Start of Records for processing

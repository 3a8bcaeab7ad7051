//! Email composition, delivery and retrieval over SMTP and IMAP.
//!
//! Sending goes through [`EzSender`]: add text, templates, inline images and
//! attachments, then deliver one message per recipient. Reading goes through
//! [`EzReader`]: connect, search with a [`SearchQuery`] and get back
//! [`EzMail`] values with their attachments in memory.

pub mod auth;
pub mod compose;
pub mod config;
pub mod domain;
pub mod error;
pub mod mail;
pub mod smtp;
pub mod template;

pub use compose::{EzSender, ImageOptions};
pub use config::{AccountCredentials, AuthType, ReadConfig, SendConfig, SenderCredentials, ServerConfig};
pub use domain::email::{DeliveryResult, EzMail, MailAttachment, Recipients};
pub use error::{EzmailError, Result};
pub use mail::imap_client::EzReader;
pub use mail::query::SearchQuery;
pub use smtp::rate_limit::CancelToken;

End of Records for processing

Across the listing above, tally the lines that include "SearchQuery". Only the total is wanted.

## Response box:
2